## What the exercise asks
Return the listing in full. Keep each line exactly as it is.

## Supplied information
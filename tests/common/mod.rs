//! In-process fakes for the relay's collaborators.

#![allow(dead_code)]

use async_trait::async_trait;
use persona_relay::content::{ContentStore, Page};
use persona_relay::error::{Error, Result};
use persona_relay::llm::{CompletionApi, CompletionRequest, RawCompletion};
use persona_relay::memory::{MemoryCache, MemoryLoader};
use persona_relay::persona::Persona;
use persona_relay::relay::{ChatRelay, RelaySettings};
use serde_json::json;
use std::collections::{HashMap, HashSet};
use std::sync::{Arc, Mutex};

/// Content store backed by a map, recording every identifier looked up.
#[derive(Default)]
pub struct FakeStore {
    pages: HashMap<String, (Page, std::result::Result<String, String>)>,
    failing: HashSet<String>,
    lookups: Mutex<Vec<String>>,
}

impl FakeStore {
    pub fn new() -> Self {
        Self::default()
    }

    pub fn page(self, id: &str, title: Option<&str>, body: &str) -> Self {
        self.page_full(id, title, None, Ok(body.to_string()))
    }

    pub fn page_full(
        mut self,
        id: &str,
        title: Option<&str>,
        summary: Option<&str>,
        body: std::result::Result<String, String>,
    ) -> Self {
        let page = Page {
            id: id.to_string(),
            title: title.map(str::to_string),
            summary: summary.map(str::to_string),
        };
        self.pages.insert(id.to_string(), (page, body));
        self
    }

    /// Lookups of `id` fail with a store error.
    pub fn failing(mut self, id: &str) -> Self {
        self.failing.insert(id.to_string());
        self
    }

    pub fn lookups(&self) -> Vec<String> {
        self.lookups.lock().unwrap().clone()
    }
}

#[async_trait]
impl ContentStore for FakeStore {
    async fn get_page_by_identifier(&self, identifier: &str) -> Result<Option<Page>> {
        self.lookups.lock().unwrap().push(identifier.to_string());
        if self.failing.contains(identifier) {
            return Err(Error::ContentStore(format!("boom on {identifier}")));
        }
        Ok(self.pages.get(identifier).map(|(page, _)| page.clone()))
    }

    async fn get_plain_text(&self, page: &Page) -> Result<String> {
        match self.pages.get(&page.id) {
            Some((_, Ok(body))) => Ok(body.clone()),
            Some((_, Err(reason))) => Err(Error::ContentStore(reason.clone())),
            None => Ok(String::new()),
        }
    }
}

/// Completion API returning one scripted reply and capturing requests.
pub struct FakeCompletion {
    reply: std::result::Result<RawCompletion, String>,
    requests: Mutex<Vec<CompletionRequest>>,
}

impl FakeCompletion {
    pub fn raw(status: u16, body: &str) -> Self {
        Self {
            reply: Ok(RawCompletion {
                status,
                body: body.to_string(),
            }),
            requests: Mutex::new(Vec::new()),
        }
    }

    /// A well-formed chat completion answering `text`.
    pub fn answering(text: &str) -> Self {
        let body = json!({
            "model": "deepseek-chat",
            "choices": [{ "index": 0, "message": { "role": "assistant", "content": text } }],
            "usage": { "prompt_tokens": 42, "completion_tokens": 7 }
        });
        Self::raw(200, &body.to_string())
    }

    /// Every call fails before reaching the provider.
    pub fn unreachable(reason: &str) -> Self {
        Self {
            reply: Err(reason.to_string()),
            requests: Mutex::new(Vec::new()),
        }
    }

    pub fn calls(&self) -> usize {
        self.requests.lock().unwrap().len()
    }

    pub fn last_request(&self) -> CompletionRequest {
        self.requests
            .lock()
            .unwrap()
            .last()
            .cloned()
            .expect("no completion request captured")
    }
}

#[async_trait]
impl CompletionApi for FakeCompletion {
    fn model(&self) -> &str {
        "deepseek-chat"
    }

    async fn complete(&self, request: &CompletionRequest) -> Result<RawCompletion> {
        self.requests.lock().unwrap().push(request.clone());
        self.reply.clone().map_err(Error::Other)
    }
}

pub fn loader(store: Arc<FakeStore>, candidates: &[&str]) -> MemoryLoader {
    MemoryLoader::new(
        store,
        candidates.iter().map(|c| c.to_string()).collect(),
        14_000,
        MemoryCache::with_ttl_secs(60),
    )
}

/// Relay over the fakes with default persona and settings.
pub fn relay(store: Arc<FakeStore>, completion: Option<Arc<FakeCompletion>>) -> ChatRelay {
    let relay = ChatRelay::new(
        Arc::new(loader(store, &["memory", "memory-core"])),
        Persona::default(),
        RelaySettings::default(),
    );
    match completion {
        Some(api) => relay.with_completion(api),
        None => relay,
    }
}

## Solution
filename tests/common/mod.rs
//! In-process fakes for the relay's collaborators.

#![allow(dead_code)]

use async_trait::async_trait;
use persona_relay::content::{ContentStore, Page};
use persona_relay::error::{Error, Result};
use persona_relay::llm::{CompletionApi, CompletionRequest, RawCompletion};
use persona_relay::memory::{MemoryCache, MemoryLoader};
use persona_relay::persona::Persona;
use persona_relay::relay::{ChatRelay, RelaySettings};
use serde_json::json;
use std::collections::{HashMap, HashSet};
use std::sync::{Arc, Mutex};

/// Content store backed by a map, recording every identifier looked up.
#[derive(Default)]
pub struct FakeStore {
    pages: HashMap<String, (Page, std::result::Result<String, String>)>,
    failing: HashSet<String>,
    lookups: Mutex<Vec<String>>,
}

impl FakeStore {
    pub fn new() -> Self {
        Self::default()
    }

    pub fn page(self, id: &str, title: Option<&str>, body: &str) -> Self {
        self.page_full(id, title, None, Ok(body.to_string()))
    }

    pub fn page_full(
        mut self,
        id: &str,
        title: Option<&str>,
        summary: Option<&str>,
        body: std::result::Result<String, String>,
    ) -> Self {
        let page = Page {
            id: id.to_string(),
            title: title.map(str::to_string),
            summary: summary.map(str::to_string),
        };
        self.pages.insert(id.to_string(), (page, body));
        self
    }

    /// Lookups of `id` fail with a store error.
    pub fn failing(mut self, id: &str) -> Self {
        self.failing.insert(id.to_string());
        self
    }

    pub fn lookups(&self) -> Vec<String> {
        self.lookups.lock().unwrap().clone()
    }
}

#[async_trait]
impl ContentStore for FakeStore {
    async fn get_page_by_identifier(&self, identifier: &str) -> Result<Option<Page>> {
        self.lookups.lock().unwrap().push(identifier.to_string());
        if self.failing.contains(identifier) {
            return Err(Error::ContentStore(format!("boom on {identifier}")));
        }
        Ok(self.pages.get(identifier).map(|(page, _)| page.clone()))
    }

    async fn get_plain_text(&self, page: &Page) -> Result<String> {
        match self.pages.get(&page.id) {
            Some((_, Ok(body))) => Ok(body.clone()),
            Some((_, Err(reason))) => Err(Error::ContentStore(reason.clone())),
            None => Ok(String::new()),
        }
    }
}

/// Completion API returning one scripted reply and capturing requests.
pub struct FakeCompletion {
    reply: std::result::Result<RawCompletion, String>,
    requests: Mutex<Vec<CompletionRequest>>,
}

impl FakeCompletion {
    pub fn raw(status: u16, body: &str) -> Self {
        Self {
            reply: Ok(RawCompletion {
                status,
                body: body.to_string(),
            }),
            requests: Mutex::new(Vec::new()),
        }
    }

    /// A well-formed chat completion answering `text`.
    pub fn answering(text: &str) -> Self {
        let body = json!({
            "model": "deepseek-chat",
            "choices": [{ "index": 0, "message": { "role": "assistant", "content": text } }],
            "usage": { "prompt_tokens": 42, "completion_tokens": 7 }
        });
        Self::raw(200, &body.to_string())
    }

    /// Every call fails before reaching the provider.
    pub fn unreachable(reason: &str) -> Self {
        Self {
            reply: Err(reason.to_string()),
            requests: Mutex::new(Vec::new()),
        }
    }

    pub fn calls(&self) -> usize {
        self.requests.lock().unwrap().len()
    }

    pub fn last_request(&self) -> CompletionRequest {
        self.requests
            .lock()
            .unwrap()
            .last()
            .cloned()
            .expect("no completion request captured")
    }
}

#[async_trait]
impl CompletionApi for FakeCompletion {
    fn model(&self) -> &str {
        "deepseek-chat"
    }

    async fn complete(&self, request: &CompletionRequest) -> Result<RawCompletion> {
        self.requests.lock().unwrap().push(request.clone());
        self.reply.clone().map_err(Error::Other)
    }
}

pub fn loader(store: Arc<FakeStore>, candidates: &[&str]) -> MemoryLoader {
    MemoryLoader::new(
        store,
        candidates.iter().map(|c| c.to_string()).collect(),
        14_000,
        MemoryCache::with_ttl_secs(60),
    )
}

/// Relay over the fakes with default persona and settings.
pub fn relay(store: Arc<FakeStore>, completion: Option<Arc<FakeCompletion>>) -> ChatRelay {
    let relay = ChatRelay::new(
        Arc::new(loader(store, &["memory", "memory-core"])),
        Persona::default(),
        RelaySettings::default(),
    );
    match completion {
        Some(api) => relay.with_completion(api),
        None => relay,
    }
}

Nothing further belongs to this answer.